Physiotherapists, chiropractors and orthopedists all recommend Pilates to increase strength and flexibility, as well as muscular and postural symmetry. Special emphasis during all Pilates classes is placed on working to increase your flexibility and core strength because improved flexibility staves off the stiffness commonly associated with an aging body; while building strong core muscles help to protect your spine and prevent imbalances in the way your body moves. Pilates classes also provide total body conditioning that enhance functional fitness, improve posture and balance, build bone density, and add muscle mass – which in turn speeds up your total metabolic rate. It fulfills every person's fitness wish list as they enter their 40s and move into their golden years. Here we provide four Pilates exercises for your choosing as you opt for health and beauty in your 40s and 50s:
Criss Cross
Lie on your back with your hands behind your lifted head and draw your knees into your body. Extend your right leg out long and inhale as you twist your upper body aiming your right elbow to your left knee. Actively lift from below your shoulder and twist from your waist to reach the knee and hold the position as you exhale completely. Switch sides as you inhale bringing now your left elbow to your right knee while extending the left leg out in front of you. Keep from rocking your body side to side and extend your elbows wide.
Double Leg Stretch
Lie on your back with your legs in table-top position, your head and upper spell lifted off the mat. Exhale as you bend your knees towards your chest, placing one hand on each knee. Inhale to move your arms overhead and simultaneously straighten the legs in opposite direction, keeping the trunk stable and the feet above eye level. Exhale again to bring arms around from overhead out to the sides while drawing the knees in, hands placed on the knees (starting position).
Shoulder Bridge
Lie on your back in neutral spine, with your knees bent and feet on the floor. Your arms are extended along your sides. Inhale as you press down through your feet to lengthen your spine and press you hips up.
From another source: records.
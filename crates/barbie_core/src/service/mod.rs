//! Core use-case services.
//!
//! # Responsibility
//! - Orchestrate repository calls into use-case level APIs.
//! - Keep the CLI decoupled from storage details.

pub mod movie_service;
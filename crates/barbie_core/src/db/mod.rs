//! SQLite storage bootstrap entry points.
//!
//! # Responsibility
//! - Open and configure SQLite connections for the movie catalog.
//! - Ensure the `barbie_movies` table exists before any repository call.
//!
//! # Invariants
//! - Schema bootstrap is idempotent and safe on every process start.
//! - Core code must not read/write catalog data before bootstrap succeeds.

use std::path::PathBuf;
use thiserror::Error;

mod open;
pub mod schema;

pub use open::{init_store, open_db, open_db_in_memory};

pub type DbResult<T> = Result<T, DbError>;

#[derive(Debug, Error)]
pub enum DbError {
    #[error("{0}")]
    Sqlite(#[from] rusqlite::Error),
    #[error("failed to prepare storage directory `{}`: {source}", .path.display())]
    Io {
        path: PathBuf,
        #[source]
        source: std::io::Error,
    },
}
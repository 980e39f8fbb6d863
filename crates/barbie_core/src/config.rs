//! Process-level catalog configuration.
//!
//! # Responsibility
//! - Resolve the storage location and logging settings once at startup.
//!
//! # Invariants
//! - A `CatalogConfig` is immutable after construction and passed explicitly;
//!   there is no global storage path.

use crate::logging::default_log_level;
use std::path::PathBuf;

const APP_DIR_NAME: &str = "barbie";
const DB_FILE_NAME: &str = "barbie_movies.db";
const LOG_DIR_NAME: &str = "logs";
const FALLBACK_DATA_DIR: &str = "data";

/// Resolved settings for one process lifetime.
#[derive(Debug, Clone, PartialEq, Eq)]
pub struct CatalogConfig {
    /// SQLite database file.
    pub db_path: PathBuf,
    /// Absolute directory for rolling log files.
    pub log_dir: PathBuf,
    /// One of `trace|debug|info|warn|error`.
    pub log_level: String,
}

impl CatalogConfig {
    /// Applies defaults for every setting the caller left unset.
    ///
    /// Defaults live under the platform data directory
    /// (`<data_dir>/barbie/`), or `./data/` when no such directory exists.
    pub fn resolve(
        db_path: Option<PathBuf>,
        log_dir: Option<PathBuf>,
        log_level: Option<String>,
    ) -> Self {
        let data_root = default_data_root();
        Self {
            db_path: db_path.unwrap_or_else(|| data_root.join(DB_FILE_NAME)),
            log_dir: absolutize(log_dir.unwrap_or_else(|| data_root.join(LOG_DIR_NAME))),
            log_level: log_level.unwrap_or_else(|| default_log_level().to_string()),
        }
    }
}

fn default_data_root() -> PathBuf {
    match dirs::data_dir() {
        Some(dir) => dir.join(APP_DIR_NAME),
        None => PathBuf::from(FALLBACK_DATA_DIR),
    }
}

fn absolutize(path: PathBuf) -> PathBuf {
    if path.is_absolute() {
        return path;
    }
    std::env::current_dir()
        .map(|cwd| cwd.join(&path))
        .unwrap_or(path)
}

#[cfg(test)]
mod tests {
    use super::CatalogConfig;
    use std::path::PathBuf;

    #[test]
    fn explicit_values_win_over_defaults() {
        let config = CatalogConfig::resolve(
            Some(PathBuf::from("/tmp/catalog.db")),
            Some(PathBuf::from("/tmp/catalog-logs")),
            Some("warn".to_string()),
        );
        assert_eq!(config.db_path, PathBuf::from("/tmp/catalog.db"));
        assert_eq!(config.log_dir, PathBuf::from("/tmp/catalog-logs"));
        assert_eq!(config.log_level, "warn");
    }

    #[test]
    fn defaults_use_catalog_file_name_and_absolute_log_dir() {
        let config = CatalogConfig::resolve(None, Some(PathBuf::from("logs")), None);
        assert!(config.db_path.ends_with("barbie_movies.db"));
        assert!(config.log_dir.is_absolute());
        assert!(!config.log_level.is_empty());
    }
}
use std::fmt::{Debug, Formatter};
use std::io;
use std::sync::atomic::{AtomicBool, Ordering};
use std::sync::Arc;
use std::time::Duration;
use anyhow::{anyhow, bail};
use bytes::Bytes;
use tokio::io::AsyncWriteExt;
use tokio::net::TcpStream;
use tokio::sync::{mpsc, watch};
use tracing::{debug, error, info, span, trace, warn, Instrument, Level};
use crate::config::AnnouncerConfig;
use crate::controller::ControllerStatus;
use crate::discovery::{is_multicast, MAX_ANNOUNCE_SIZE};
use crate::endpoint::Endpoint;
use crate::net::close_barrier::CloseBarrier;
use crate::net::deadline_timer::DeadlineTimer;
use crate::net::tcp_acceptor::TcpAcceptor;
use crate::net::udp_socket::UdpSocket;
use crate::net::EventSink;

/// Fills the buffer with the current description and returns its length. Returning zero means
///  there is nothing to announce right now.
pub type DataCallback = Arc<dyn Fn(&mut [u8]) -> usize + Send + Sync>;

enum AnnouncerEvent {
    Start,
    Stop,
    Restart,
    TimerFired(u64),
    SendDone(io::Result<usize>),
    Accepted(io::Result<TcpStream>),
    Closed,
    Bye,
}

impl Debug for AnnouncerEvent {
    fn fmt(&self, f: &mut Formatter<'_>) -> std::fmt::Result {
        match self {
            AnnouncerEvent::Start => write!(f, "Start"),
            AnnouncerEvent::Stop => write!(f, "Stop"),
            AnnouncerEvent::Restart => write!(f, "Restart"),
            AnnouncerEvent::TimerFired(generation) => write!(f, "TimerFired({})", generation),
            AnnouncerEvent::SendDone(result) => write!(f, "SendDone({:?})", result),
            AnnouncerEvent::Accepted(result) => write!(f, "Accepted({:?})", result.as_ref().map(|s| s.peer_addr().ok())),
            AnnouncerEvent::Closed => write!(f, "Closed"),
            AnnouncerEvent::Bye => write!(f, "Bye"),
        }
    }
}

#[derive(Debug, Clone, Copy, Eq, PartialEq)]
enum AnnouncerState {
    Idle,
    Running,
    Closing,
    RestartPending,
    Terminating,
}

struct AnnouncerShared {
    config: AnnouncerConfig,
    events: EventSink<AnnouncerEvent>,
    stop_requested: AtomicBool,
    status: watch::Sender<ControllerStatus>,
    tcp_endpoint: watch::Sender<Option<Endpoint>>,
    terminated: watch::Sender<bool>,
}

/// Announces a peer description via UDP and answers TCP pulls for it.
///
/// If either the UDP socket or the TCP responder can not be set up, or fails while running,
///  everything is closed and started again after the restart delay.
#[derive(Clone)]
pub struct Announcer {
    inner: Arc<AnnouncerShared>,
}

impl Debug for Announcer {
    fn fmt(&self, f: &mut Formatter<'_>) -> std::fmt::Result {
        write!(f, "Announcer{{{}, tcp {}}}", self.inner.config.endpoint, self.inner.config.tcp_endpoint)
    }
}

impl Announcer {
    pub fn start(config: AnnouncerConfig, data_callback: DataCallback) -> anyhow::Result<Announcer> {
        config.validate()?;

        let (send, recv) = mpsc::unbounded_channel();
        let announcer = Announcer {
            inner: Arc::new(AnnouncerShared {
                config,
                events: send.clone(),
                stop_requested: AtomicBool::new(false),
                status: watch::Sender::new(ControllerStatus::NotStarted),
                tcp_endpoint: watch::Sender::new(None),
                terminated: watch::Sender::new(false),
            }),
        };

        let actor = AnnouncerActor {
            announcer: announcer.clone(),
            data_callback,
            events: send,
            socket: UdpSocket::new(),
            acceptor: TcpAcceptor::new(),
            timer: DeadlineTimer::new(),
            barrier: CloseBarrier::new(),
            state: AnnouncerState::Idle,
            terminating: false,
            send_in_flight: false,
            scratch: vec![0; MAX_ANNOUNCE_SIZE],
        };

        let span = span!(Level::INFO, "announcer", endpoint = %announcer.inner.config.endpoint);
        tokio::spawn(actor.run(recv).instrument(span));
        announcer.post(AnnouncerEvent::Start);
        Ok(announcer)
    }

    pub fn status(&self) -> ControllerStatus {
        *self.inner.status.borrow()
    }

    pub async fn wait_status(&self, status: ControllerStatus) -> anyhow::Result<()> {
        let mut receiver = self.inner.status.subscribe();
        receiver.wait_for(|s| *s == status).await?;
        Ok(())
    }

    /// Resolves to the endpoint the TCP responder listens on, once it does
    pub async fn tcp_endpoint(&self) -> anyhow::Result<Endpoint> {
        let mut receiver = self.inner.tcp_endpoint.subscribe();
        let endpoint = *receiver.wait_for(|e| e.is_some()).await?;
        endpoint.ok_or_else(|| anyhow!("announcer is not listening"))
    }

    /// closes everything and starts again after the restart delay
    pub fn restart(&self) {
        self.post(AnnouncerEvent::Restart);
    }

    /// Stops the announcer for good, resolving once all its sockets are closed. Stopping an
    ///  announcer twice is a usage error.
    pub async fn stop(&self) -> anyhow::Result<()> {
        if self.inner.stop_requested.swap(true, Ordering::AcqRel) {
            error!("{:?} was stopped twice", self);
            bail!("announcer is already stopped");
        }
        self.post(AnnouncerEvent::Stop);

        let mut terminated = self.inner.terminated.subscribe();
        terminated.wait_for(|t| *t).await?;
        Ok(())
    }

    fn post(&self, event: AnnouncerEvent) {
        if self.inner.events.send(event).is_err() {
            trace!("announcer is already terminated");
        }
    }
}


struct AnnouncerActor {
    announcer: Announcer,
    data_callback: DataCallback,
    events: EventSink<AnnouncerEvent>,
    socket: UdpSocket,
    acceptor: TcpAcceptor,
    timer: DeadlineTimer,
    barrier: CloseBarrier,
    state: AnnouncerState,
    terminating: bool,
    send_in_flight: bool,
    scratch: Vec<u8>,
}

impl AnnouncerActor {
    async fn run(mut self, mut events: mpsc::UnboundedReceiver<AnnouncerEvent>) {
        while let Some(event) = events.recv().await {
            if !self.handle_event(event) {
                break;
            }
        }
    }

    fn config(&self) -> &AnnouncerConfig {
        &self.announcer.inner.config
    }

    fn handle_event(&mut self, event: AnnouncerEvent) -> bool {
        trace!("{:?} in state {:?}", event, self.state);

        match event {
            AnnouncerEvent::Start => {
                if self.state == AnnouncerState::Idle && !self.terminating {
                    self.do_start();
                }
            }
            AnnouncerEvent::Stop => {
                self.terminating = true;
                self.do_close();
            }
            AnnouncerEvent::Restart => {
                if self.state == AnnouncerState::Running {
                    info!("restarting");
                    self.do_close();
                }
            }
            AnnouncerEvent::TimerFired(generation) => {
                if self.timer.is_current(generation) {
                    match self.state {
                        AnnouncerState::Running => self.on_tick(),
                        AnnouncerState::RestartPending => self.do_start(),
                        _ => {}
                    }
                }
            }
            AnnouncerEvent::SendDone(result) => {
                if self.state == AnnouncerState::Running {
                    self.send_in_flight = false;
                    match result {
                        Ok(n) => trace!("announced {} bytes", n),
                        Err(e) => {
                            warn!("announcing failed: {}", e);
                            self.do_close();
                        }
                    }
                }
            }
            AnnouncerEvent::Accepted(Ok(stream)) => {
                if self.state == AnnouncerState::Running {
                    self.respond(stream);
                }
            }
            AnnouncerEvent::Accepted(Err(e)) => {
                if self.state == AnnouncerState::Running {
                    warn!("accepting pulls failed: {}", e);
                    self.do_close();
                }
            }
            AnnouncerEvent::Closed => {
                if self.barrier.confirm() {
                    self.on_all_closed();
                }
            }
            AnnouncerEvent::Bye => {
                info!("stopped");
                self.announcer.inner.terminated.send_replace(true);
                return false;
            }
        }
        true
    }

    fn open_udp(&mut self) -> io::Result<()> {
        let endpoint = self.config().endpoint;
        self.socket.bind(Endpoint::any(endpoint.port), true)?;
        if is_multicast(&endpoint) {
            self.socket.join_multicast_group(endpoint.address)?;
        }
        Ok(())
    }

    fn open_tcp(&mut self) -> io::Result<Endpoint> {
        self.acceptor.bind(self.config().tcp_endpoint)?;
        self.acceptor.local_endpoint()
    }

    fn do_start(&mut self) {
        let udp = self.open_udp();
        let tcp = self.open_tcp();

        if let Err(e) = &udp {
            warn!("opening UDP socket for {} failed: {}", self.config().endpoint, e);
        }
        if let Err(e) = &tcp {
            warn!("opening TCP responder on {} failed: {}", self.config().tcp_endpoint, e);
        }

        self.state = AnnouncerState::Running;
        match (udp, tcp) {
            (Ok(()), Ok(tcp_endpoint)) => {
                info!("announcing to {}, responding on {}", self.config().endpoint, tcp_endpoint);
                self.timer.wait(Duration::ZERO, &self.events, AnnouncerEvent::TimerFired);
                self.acceptor.start_listen(&self.events, AnnouncerEvent::Accepted);
                self.announcer.inner.tcp_endpoint.send_replace(Some(tcp_endpoint));
                self.announcer.inner.status.send_replace(ControllerStatus::Started);
            }
            _ => {
                if !self.terminating {
                    self.announcer.inner.status.send_replace(ControllerStatus::StartFailed);
                }
                self.do_close();
            }
        }
    }

    /// Broadcasts the current description unless there is none. The cadence is kept either way.
    fn on_tick(&mut self) {
        let period = self.config().announce_period;
        self.timer.wait(period, &self.events, AnnouncerEvent::TimerFired);

        if self.send_in_flight {
            debug!("previous announcement still in flight, skipping");
            return;
        }
        let len = (self.data_callback)(&mut self.scratch).min(self.scratch.len());
        if len == 0 {
            trace!("nothing to announce");
            return;
        }

        self.send_in_flight = true;
        let target = self.config().endpoint;
        let data = Bytes::copy_from_slice(&self.scratch[..len]);
        self.socket.send_to(data, target, &self.events, AnnouncerEvent::SendDone);
    }

    /// Writes the description to a peer that connected to the responder, then closes the
    ///  connection. The write runs detached from the announcer's lifecycle.
    fn respond(&mut self, mut stream: TcpStream) {
        let len = (self.data_callback)(&mut self.scratch).min(self.scratch.len());
        if len == 0 {
            debug!("nothing to respond with, closing pull connection");
            return;
        }

        let data = self.scratch[..len].to_vec();
        tokio::spawn(async move {
            let result = match stream.write_all(&data).await {
                Ok(()) => stream.shutdown().await,
                Err(e) => Err(e),
            };
            match result {
                Ok(()) => trace!("responded with {} bytes", data.len()),
                Err(e) => debug!("responding failed: {}", e),
            }
        }.in_current_span());
    }

    fn do_close(&mut self) {
        if !matches!(self.state, AnnouncerState::Idle | AnnouncerState::Running | AnnouncerState::RestartPending) {
            return;
        }
        self.state = AnnouncerState::Closing;
        self.send_in_flight = false;
        self.announcer.inner.tcp_endpoint.send_replace(None);

        if self.socket.close(&self.events, || AnnouncerEvent::Closed) {
            self.barrier.register();
        }
        if self.acceptor.close(&self.events, || AnnouncerEvent::Closed) {
            self.barrier.register();
        }
        if self.timer.close(&self.events, || AnnouncerEvent::Closed) {
            self.barrier.register();
        }
        if self.barrier.is_idle() {
            self.on_all_closed();
        }
    }

    fn on_all_closed(&mut self) {
        if self.terminating {
            self.state = AnnouncerState::Terminating;
            let _ = self.events.send(AnnouncerEvent::Bye);
        }
        else {
            let delay = self.config().restart_delay;
            debug!("starting again in {:?}", delay);
            self.state = AnnouncerState::RestartPending;
            self.timer.wait(delay, &self.events, AnnouncerEvent::TimerFired);
        }
    }
}
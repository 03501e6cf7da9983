use std::net::Ipv4Addr;
use anyhow::bail;
use num_enum::{IntoPrimitive, TryFromPrimitive};
use crate::endpoint::Endpoint;

#[derive(Debug, Clone, Copy, Eq, PartialEq, Hash, TryFromPrimitive, IntoPrimitive)]
#[repr(u32)]
pub enum NetworkRole {
    Server = 0,
    Client = 1,
}

#[derive(Debug, Clone, Copy, Eq, PartialEq, Hash, TryFromPrimitive, IntoPrimitive)]
#[repr(u32)]
pub enum TransportType {
    Tcp = 0,
}

#[derive(Debug, Clone, Copy, Eq, PartialEq)]
pub struct TransportSpec {
    pub transport_type: TransportType,
    pub endpoint: Endpoint,
}

/// The network setup of a peer: its role, the transports it listens on (server) or connects to
///  (client), and the services it offers over every connection.
#[derive(Debug, Clone, Eq, PartialEq)]
pub struct NetConfig {
    pub role: NetworkRole,
    pub transports: Vec<TransportSpec>,
    pub services: Vec<u32>,
}

impl NetConfig {
    pub fn new(role: NetworkRole) -> NetConfig {
        NetConfig {
            role,
            transports: Vec::new(),
            services: Vec::new(),
        }
    }

    /// returns `false` if there is a transport for `endpoint` already
    pub fn add_transport(&mut self, transport_type: TransportType, endpoint: Endpoint) -> bool {
        if self.transports.iter().any(|t| t.endpoint == endpoint) {
            return false;
        }
        self.transports.push(TransportSpec { transport_type, endpoint });
        true
    }

    /// returns `false` if the service was added before
    pub fn add_service(&mut self, service_id: u32) -> bool {
        if self.services.contains(&service_id) {
            return false;
        }
        self.services.push(service_id);
        true
    }

    pub fn validate(&self) -> anyhow::Result<()> {
        if self.transports.is_empty() {
            bail!("network configuration has no transports");
        }
        if self.services.is_empty() {
            bail!("network configuration has no services");
        }
        Ok(())
    }

    /// The configuration of a client that connects to the server described by `self`, running
    ///  at `address`.
    pub fn mirror(&self, address: Ipv4Addr) -> NetConfig {
        NetConfig {
            role: NetworkRole::Client,
            transports: self.transports.iter()
                .map(|t| TransportSpec {
                    transport_type: t.transport_type,
                    endpoint: Endpoint::new(address, t.endpoint.port),
                })
                .collect(),
            services: self.services.clone(),
        }
    }
}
You will come to a bridge position on your shoulders with your knees, hips and shoulders in one line. Your abs and hamstrings should be well engaged. Pause at the top of the bridge to lift one leg off the mat. Straighten this lifted leg as you point it to the ceiling. Exhale as you lower the straight leg to the floor pointing towards the wall opposite of you. Inhale to kick the straight leg upward while flexing your foot. Bend the knee and place the foot on the floor (starting position) before switching legs and repeating the sequence with the other leg.
Lower Abdominal Lift
Lie back with arms by your sides and legs extended towards the ceiling, toes pointed. Contract belly muscles and exhale to slowly lift hips straight off the mat a few inches as shown. Slowly lower to start on your inhale. Do this with control and without rocking the hips.